## PROBLEM STATEMENT:
Figure out the number of lines in the data that hold the string "success". Reply with that figure only.

[Saved entries]

.....

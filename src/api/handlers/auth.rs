//! Account handlers: register, login, social sign-in, session info.

use axum::Json;
use axum::extract::State;
use axum::http::{HeaderMap, StatusCode, header};
use serde::Deserialize;
use serde_json::{Value, json};

use crate::api::auth::Session;
use crate::api::error::ApiError;
use crate::api::AppState;
use crate::crypto::hash_password;
use crate::db::NewUser;
use crate::db::repository::AccountRepoError;
use crate::models::user::{DjSummary, Role, SessionResponse};

#[derive(Debug, Deserialize)]
#[serde(rename_all = "camelCase")]
pub struct RegisterBody {
    pub username: String,
    pub email: String,
    pub password: String,
    pub role: Option<Role>,
}

/// POST /api/auth/register
///
/// Creates a user with its profile and opens a session.
pub async fn register(
    State(state): State<AppState>,
    Json(body): Json<RegisterBody>,
) -> Result<(StatusCode, Json<SessionResponse>), ApiError> {
    let username = body.username.trim();
    let email = body.email.trim();

    if username.is_empty() || email.is_empty() || body.password.is_empty() {
        return Err(ApiError::Validation(
            "username, email and password are required".into(),
        ));
    }
    if !email.contains('@') {
        return Err(ApiError::Validation("email is not valid".into()));
    }

    // Admin accounts come from the CLI, never from self-registration.
    let role = match body.role.unwrap_or(Role::User) {
        Role::Admin => Role::User,
        other => other,
    };

    let password_hash = hash_password(&body.password)?;

    let (user, profile) = state.users.register(
        &NewUser {
            email,
            display_name: username,
            avatar_url: None,
            password_hash: Some(&password_hash),
            role: role.as_str(),
        },
        username,
    )?;

    let token = state.sessions.create(user.id)?;

    Ok((
        StatusCode::CREATED,
        Json(SessionResponse {
            success: true,
            token,
            user: DjSummary::new(&user, profile.username),
        }),
    ))
}

#[derive(Debug, Deserialize)]
pub struct LoginBody {
    /// Email or profile username.
    pub login: String,
    pub password: String,
}

/// POST /api/auth/login
pub async fn login(
    State(state): State<AppState>,
    Json(body): Json<LoginBody>,
) -> Result<Json<SessionResponse>, ApiError> {
    let user = state
        .users
        .find_by_login(body.login.trim())?
        .filter(|user| user.verify_password(&body.password))
        .ok_or(ApiError::Unauthorized)?;

    let (_, username) = state
        .users
        .find_with_username(user.id)?
        .ok_or_else(|| ApiError::Internal(format!("user {} has no profile", user.id)))?;

    let token = state.sessions.create(user.id)?;

    Ok(Json(SessionResponse {
        success: true,
        token,
        user: DjSummary::new(&user, username),
    }))
}

#[derive(Debug, Deserialize)]
#[serde(rename_all = "camelCase")]
pub struct SocialBody {
    pub provider: String,
    pub access_token: String,
}

/// POST /api/auth/social
///
/// Verifies a provider access token and signs the account in, creating a
/// passwordless user on first sign-in.
pub async fn social_login(
    State(state): State<AppState>,
    Json(body): Json<SocialBody>,
) -> Result<Json<SessionResponse>, ApiError> {
    let identity = state.social.verify(&body.provider, &body.access_token).await?;

    let (user, username) = match state.users.find_by_email(&identity.email)? {
        Some(user) => {
            let (_, username) = state
                .users
                .find_with_username(user.id)?
                .ok_or_else(|| ApiError::Internal(format!("user {} has no profile", user.id)))?;
            (user, username)
        }
        None => {
            let (user, profile) = register_social_account(&state, &identity)?;
            (user, profile)
        }
    };

    let token = state.sessions.create(user.id)?;

    Ok(Json(SessionResponse {
        success: true,
        token,
        user: DjSummary::new(&user, username),
    }))
}

/// Create a passwordless account for a verified social identity, deriving
/// a free username from the email local part.
fn register_social_account(
    state: &AppState,
    identity: &crate::social::VerifiedIdentity,
) -> Result<(crate::models::User, String), ApiError> {
    let base: String = identity
        .email
        .split('@')
        .next()
        .unwrap_or("dj")
        .chars()
        .filter(|c| c.is_ascii_alphanumeric() || *c == '_')
        .collect();
    let base = if base.is_empty() { "dj".to_string() } else { base };

    for attempt in 0..32 {
        let candidate = if attempt == 0 {
            base.clone()
        } else {
            format!("{}{}", base, attempt)
        };

        let result = state.users.register(
            &NewUser {
                email: &identity.email,
                display_name: &identity.display_name,
                avatar_url: identity.avatar_url.as_deref(),
                password_hash: None,
                role: Role::User.as_str(),
            },
            &candidate,
        );

        match result {
            Ok((user, profile)) => return Ok((user, profile.username)),
            Err(AccountRepoError::UsernameTaken(_)) => continue,
            Err(err) => return Err(err.into()),
        }
    }

    Err(ApiError::Internal(format!(
        "could not find a free username for {}",
        identity.email
    )))
}

/// GET /api/auth/me
pub async fn me(
    State(state): State<AppState>,
    session: Session,
) -> Result<Json<DjSummary>, ApiError> {
    let (user, username) = state
        .users
        .find_with_username(session.user.id)?
        .ok_or(ApiError::Unauthorized)?;

    Ok(Json(DjSummary::new(&user, username)))
}

/// POST /api/auth/logout
pub async fn logout(
    State(state): State<AppState>,
    _session: Session,
    headers: HeaderMap,
) -> Result<Json<Value>, ApiError> {
    let token = headers
        .get(header::AUTHORIZATION)
        .and_then(|v| v.to_str().ok())
        .and_then(|v| v.strip_prefix("Bearer "))
        .map(str::trim)
        .ok_or(ApiError::Unauthorized)?;

    state.sessions.delete(token)?;

    Ok(Json(json!({ "success": true })))
}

.....

## THE ANSWER:
4